I received a copy from Netgalley. An interesting quick read with a switched at birth plot with a magical twist. A UK based YA paranormal romance.

 

Teenager Poppy has always been awkward and never seemed to fit in anywhere. Whenever she gets stressed, angry or upset, strange things just seem to happen. And as a result Poppy keeps getting expelled from school. Even though she has no idea what happened most of the time. Doesn’t help that her dad is a workaholic and almost never home. Her mum had some sort of breakdown and is an institution convinced that Poppy is not her daughter.

 

Another teen, Ember lives with a coven of witches in caravans who live off the grid and by their own female only society rules. Ember is really pretty, sweet and innocent and made fun of by the other girls. She’s by far the worst witch in the group and seems to have little to no magical talent whatsoever. Her cousin Sorrel is the meanest of the mean girls. Sorrel’s supposedly destined to be the next Queen of the Witches. Sorrel’s mom Raven is the sister of Ember’s mum Charlock. T

 

here’s some sort of prophecy and Raven has interpreted it to her favour.
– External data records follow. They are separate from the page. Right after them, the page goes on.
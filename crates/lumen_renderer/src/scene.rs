//! Scene container.

use lumen_math::Color;

use crate::{AmbientLight, Geometries, Intersectable, LightSource};

/// Everything a ray tracer needs to shade a ray.
///
/// Assembled once before rendering and only read while workers are active.
#[derive(Default)]
pub struct Scene {
    pub name: String,
    pub background: Color,
    pub ambient_light: AmbientLight,
    pub geometries: Geometries,
    pub lights: Vec<Box<dyn LightSource>>,
}

impl Scene {
    /// Create an empty scene: black background, no ambient light.
    pub fn new(name: impl Into<String>) -> Self {
        Self {
            name: name.into(),
            ..Default::default()
        }
    }

    pub fn with_background(mut self, background: Color) -> Self {
        self.background = background;
        self
    }

    pub fn with_ambient_light(mut self, ambient_light: AmbientLight) -> Self {
        self.ambient_light = ambient_light;
        self
    }

    pub fn with_geometries(mut self, geometries: Geometries) -> Self {
        self.geometries = geometries;
        self
    }

    /// Add a single geometry to the scene's composite.
    pub fn with_geometry(mut self, geometry: impl Intersectable + 'static) -> Self {
        self.geometries.add(geometry);
        self
    }

    pub fn with_light(mut self, light: impl LightSource + 'static) -> Self {
        self.lights.push(Box::new(light));
        self
    }
}
//! Error types for scene construction and rendering.

use lumen_math::MathError;
use thiserror::Error;

/// Invalid input detected while building geometry or a camera.
///
/// These are structural errors; nothing in the renderer retries them.
#[derive(Error, Debug, Clone, PartialEq)]
pub enum ConstructionError {
    #[error(transparent)]
    Math(#[from] MathError),

    #[error("camera 'to' and 'up' vectors must be orthogonal (dot product {0})")]
    NonOrthogonalAxes(f64),

    #[error("invalid polygon: {0}")]
    InvalidPolygon(&'static str),

    #[error("radius must be positive, got {0}")]
    InvalidRadius(f64),

    #[error("height must be positive, got {0}")]
    InvalidHeight(f64),
}

pub type ConstructionResult<T> = Result<T, ConstructionError>;

/// Errors raised when a render is invoked or while it runs.
#[derive(Error, Debug)]
pub enum RenderError {
    #[error("renderer resource not set: {0}")]
    MissingResource(&'static str),

    #[error("invalid render configuration: {0}")]
    InvalidConfiguration(&'static str),

    #[error("failed to build render thread pool: {0}")]
    ThreadPool(#[from] rayon::ThreadPoolBuildError),

    #[error("render worker panicked: {0}")]
    WorkerPanicked(String),

    #[error("failed to render pixel ({x}, {y}): {source}")]
    Pixel {
        x: u32,
        y: u32,
        #[source]
        source: Box<RenderError>,
    },

    #[error(transparent)]
    Math(#[from] MathError),

    #[error("IO error: {0}")]
    Io(#[from] std::io::Error),

    #[error("image encoding error: {0}")]
    Image(#[from] image::ImageError),
}

pub type RenderResult<T> = Result<T, RenderError>;
//! Convex planar polygon primitive.

use lumen_math::{align_zero, is_zero, Color, MathResult, Point, Ray, Vector};

use crate::{
    error::{ConstructionError, ConstructionResult},
    intersectable::{geo_points, GeoPoint, Geometry, Intersectable, Surface},
    Material, Plane,
};

/// A convex polygon with at least three coplanar vertices.
#[derive(Debug, Clone)]
pub struct Polygon {
    vertices: Vec<Point>,
    plane: Plane,
    surface: Surface,
}

impl Polygon {
    /// Create a polygon from vertices ordered along its edge path.
    ///
    /// Fails when there are fewer than three vertices, consecutive vertices
    /// coincide, three consecutive vertices are collinear, the vertices are
    /// not coplanar, or the polygon is not convex.
    pub fn new(vertices: &[Point]) -> ConstructionResult<Self> {
        let size = vertices.len();
        if size < 3 {
            return Err(ConstructionError::InvalidPolygon(
                "a polygon can't have less than 3 vertices",
            ));
        }

        let plane = Plane::from_points(vertices[0], vertices[1], vertices[2])?;
        let polygon = Self {
            vertices: vertices.to_vec(),
            plane,
            surface: Surface::default(),
        };
        if size == 3 {
            return Ok(polygon);
        }

        let n = polygon.plane.normal();
        // Orientation of the corner between the last and the first edge; every
        // other corner of a convex polygon turns the same way.
        let mut edge1 = vertices[size - 1].subtract(vertices[size - 2])?;
        let mut edge2 = vertices[0].subtract(vertices[size - 1])?;
        let positive = edge1.cross(edge2)?.dot(n) > 0.0;

        for i in 1..size {
            // Distance off the plane, relative to the vertex spread
            let offset = vertices[i].as_dvec3() - vertices[0].as_dvec3();
            if !is_zero(offset.dot(n.as_dvec3()) / offset.length().max(1.0)) {
                return Err(ConstructionError::InvalidPolygon(
                    "all vertices of a polygon must lay in the same plane",
                ));
            }
            edge1 = edge2;
            edge2 = vertices[i].subtract(vertices[i - 1])?;
            if positive != (edge1.cross(edge2)?.dot(n) > 0.0) {
                return Err(ConstructionError::InvalidPolygon(
                    "all vertices must be ordered and the polygon must be convex",
                ));
            }
        }

        Ok(polygon)
    }

    pub fn with_emission(mut self, emission: Color) -> Self {
        self.surface.emission = emission;
        self
    }

    pub fn with_material(mut self, material: Material) -> Self {
        self.surface.material = material;
        self
    }

    pub fn vertices(&self) -> &[Point] {
        &self.vertices
    }

    fn hit_distance(&self, ray: &Ray, max_distance: f64) -> Option<f64> {
        let t = self.plane.hit_distance(ray, max_distance)?;

        let head = ray.head().as_dvec3();
        let dir = ray.direction().as_dvec3();
        let count = self.vertices.len();

        // The hit is inside when the ray passes on the same side of every edge
        let mut sign = 0.0;
        for i in 0..count {
            let vi = self.vertices[i].as_dvec3() - head;
            let vj = self.vertices[(i + 1) % count].as_dvec3() - head;
            let side = align_zero(dir.dot(vi.cross(vj)));
            if side == 0.0 {
                return None;
            }
            if sign == 0.0 {
                sign = side.signum();
            } else if sign != side.signum() {
                return None;
            }
        }

        Some(t)
    }
}

impl Intersectable for Polygon {
    fn find_geo_intersections(&self, ray: &Ray, max_distance: f64) -> Vec<GeoPoint<'_>> {
        geo_points(self, ray, self.hit_distance(ray, max_distance))
    }
}

impl Geometry for Polygon {
    fn normal_at(&self, _point: Point) -> MathResult<Vector> {
        Ok(self.plane.normal())
    }

    fn surface(&self) -> &Surface {
        &self.surface
    }
}

#[cfg(test)]
mod tests {
    use super::*;

    fn v(x: f64, y: f64, z: f64) -> Vector {
        Vector::new(x, y, z).unwrap()
    }

    fn p(x: f64, y: f64, z: f64) -> Point {
        Point::new(x, y, z)
    }

    fn square() -> Polygon {
        Polygon::new(&[p(0.0, 0.0, 1.0), p(1.0, 0.0, 0.0), p(0.0, 1.0, 0.0), p(-1.0, 1.0, 1.0)]).unwrap()
    }

    #[test]
    fn test_valid_quadrangle() {
        let polygon = square();
        assert_eq!(polygon.vertices().len(), 4);

        let s = (1.0f64 / 3.0).sqrt();
        let n = polygon.normal_at(p(0.0, 0.0, 1.0)).unwrap();
        assert!(n.abs_diff_eq(v(s, s, s), 1e-12) || n.abs_diff_eq(v(-s, -s, -s), 1e-12));
    }

    #[test]
    fn test_wrong_vertex_order() {
        let result = Polygon::new(&[p(0.0, 0.0, 1.0), p(0.0, 1.0, 0.0), p(1.0, 0.0, 0.0), p(-1.0, 1.0, 1.0)]);
        assert!(matches!(result, Err(ConstructionError::InvalidPolygon(_))));
    }

    #[test]
    fn test_vertex_not_in_plane() {
        let result = Polygon::new(&[p(0.0, 0.0, 1.0), p(1.0, 0.0, 0.0), p(0.0, 1.0, 0.0), p(0.0, 2.0, 2.0)]);
        assert!(matches!(result, Err(ConstructionError::InvalidPolygon(_))));
    }

    #[test]
    fn test_large_polygon_is_coplanar() {
        let vertices = [
            p(444444.2, 271604.9, -493827.0),
            p(49382.6, -518518.3, 493827.0),
            p(-444444.2, -271604.9, 493827.0),
            p(-49382.6, 518518.3, -493827.0),
        ];
        assert!(Polygon::new(&vertices).is_ok());

        let mut lifted = vertices;
        lifted[3] = p(-49382.6, 518518.3, -493826.0);
        assert!(matches!(Polygon::new(&lifted), Err(ConstructionError::InvalidPolygon(_))));
    }

    #[test]
    fn test_concave_quadrangle() {
        let result = Polygon::new(&[p(0.0, 0.0, 1.0), p(1.0, 0.0, 0.0), p(0.0, 1.0, 0.0), p(0.5, 0.25, 0.5)]);
        assert!(matches!(result, Err(ConstructionError::InvalidPolygon(_))));
    }

    #[test]
    fn test_degenerate_vertices() {
        // Too few vertices
        assert!(matches!(
            Polygon::new(&[p(0.0, 0.0, 1.0), p(1.0, 0.0, 0.0)]),
            Err(ConstructionError::InvalidPolygon(_))
        ));
        // Vertex on a side
        assert!(Polygon::new(&[p(0.0, 0.0, 1.0), p(1.0, 0.0, 0.0), p(0.0, 1.0, 0.0), p(0.0, 0.5, 0.5)]).is_err());
        // Repeated vertex
        assert!(Polygon::new(&[p(0.0, 0.0, 1.0), p(1.0, 0.0, 0.0), p(0.0, 1.0, 0.0), p(0.0, 1.0, 0.0)]).is_err());
    }

    #[test]
    fn test_ray_inside_polygon() {
        let ray = Ray::new(p(0.25, 0.25, 2.0), v(0.0, 0.0, -1.0));
        let points = square().find_intersections(&ray);
        assert_eq!(points.len(), 1);
        assert!(points[0].abs_diff_eq(p(0.25, 0.25, 0.5), 1e-12));
    }

    #[test]
    fn test_ray_outside_polygon() {
        // Against a side
        let ray = Ray::new(p(2.0, 2.0, 2.0), v(0.0, 0.0, -1.0));
        assert!(square().find_intersections(&ray).is_empty());
        // Against a vertex's continuation
        let ray = Ray::new(p(3.0, -1.0, 2.0), v(0.0, 0.0, -1.0));
        assert!(square().find_intersections(&ray).is_empty());
    }

    #[test]
    fn test_ray_on_edge_or_vertex() {
        let polygon = square();
        // On the edge between (1,0,0) and (0,1,0)
        let ray = Ray::new(p(0.5, 0.5, 2.0), v(0.0, 0.0, -1.0));
        assert!(polygon.find_intersections(&ray).is_empty());
        // On a vertex
        let ray = Ray::new(p(1.0, 0.0, 2.0), v(0.0, 0.0, -1.0));
        assert!(polygon.find_intersections(&ray).is_empty());
    }
}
The witches only take normal men as lovers in order to become pregnant, only the girls are allowed to live. They seem to know when its going to be a boy and the mother is given a potion which kills the baby in the womb before it can be born. Raven’s been manipulating Charlock with potions and spells to make sure if she gets pregnant it’s only ever boys that she knows will never be born. Until something changes and Charlock finds herself pregnant with a girl. Raven is furious at this, she wants her daughter to be the next Witch Queen so the two of them to conspire to make Ember as miserable as possible.

 

Which sucks because not only is it unecessarily cruel, Ember is really nice. Very naive, but good and pure and wants to believe the best in everyone. Ember has a secret little hang out just on the edge of the witch’s property. By chance Poppy finds her way there one afternoon and meets Ember. They become fast friends, a connection sparking between them immediately. I really enjoyed the friendship between Ember and Poppy. How they connected with each other, Poppy tells Ember about her normal ever day world and even though she’s not supposed to tell, Ember tells Poppy about hers. Poppy’s world suddenly starts to make sense. She becomes obsessed with magic and witches and convinced that that is why the things around her happen as they do.

 

While all this is happening Poppy meets homeless teen Leo when a couple of nasty men try to mess with her. Leo intervenes and saves her. I can’t say I really liked Leo all that much. Compared to Poppy and Ember he didn’t seem to have much of a personality, he seemed like a generic love interest with a tragic background, and didn’t do much, while Poppy and Ember and the other background characters all seemed to leap off the page and to life. Leo has an instant connection with Poppy and feels like they were destined to meet. It’s eye rolling YA insta-love at it’s best. Sometimes insta-love works, sometimes not and for me, this one was just annoying.

 

Poppy starts spending more and more time with Leo, and eventually brings him to meet Ember, who of course having never actually met a boy before is fascinated with him. Meanwhile, Sorrel has noticed Ember’s been sneaking off to hang out with Poppy and blabs to her nasty mother. So Raven has Sorrel spy on Ember to find out where she’s going. And Sorrel spots her with Leo. Next thing you know, Sorrel is suddenly consumed with jealousy. She’s falling for Leo as well.

 

The plot takes a few darker twists as Poppy learns more about magic and some home truths are revealed. Silly love triangles aside, this was actually quite a good read with some interesting takes on magic. I really liked Poppy and Ember as main characters, both were quite unique and full of life. She makes some interesting choices towards the end of the book. Some of the plot twists were kind of obvious right from the start, but either way, it was a well written book and I’m looking forward to seeing where this story is going.

 

Thank you to Netgalley and Hatchette Children’s Books for the review copy.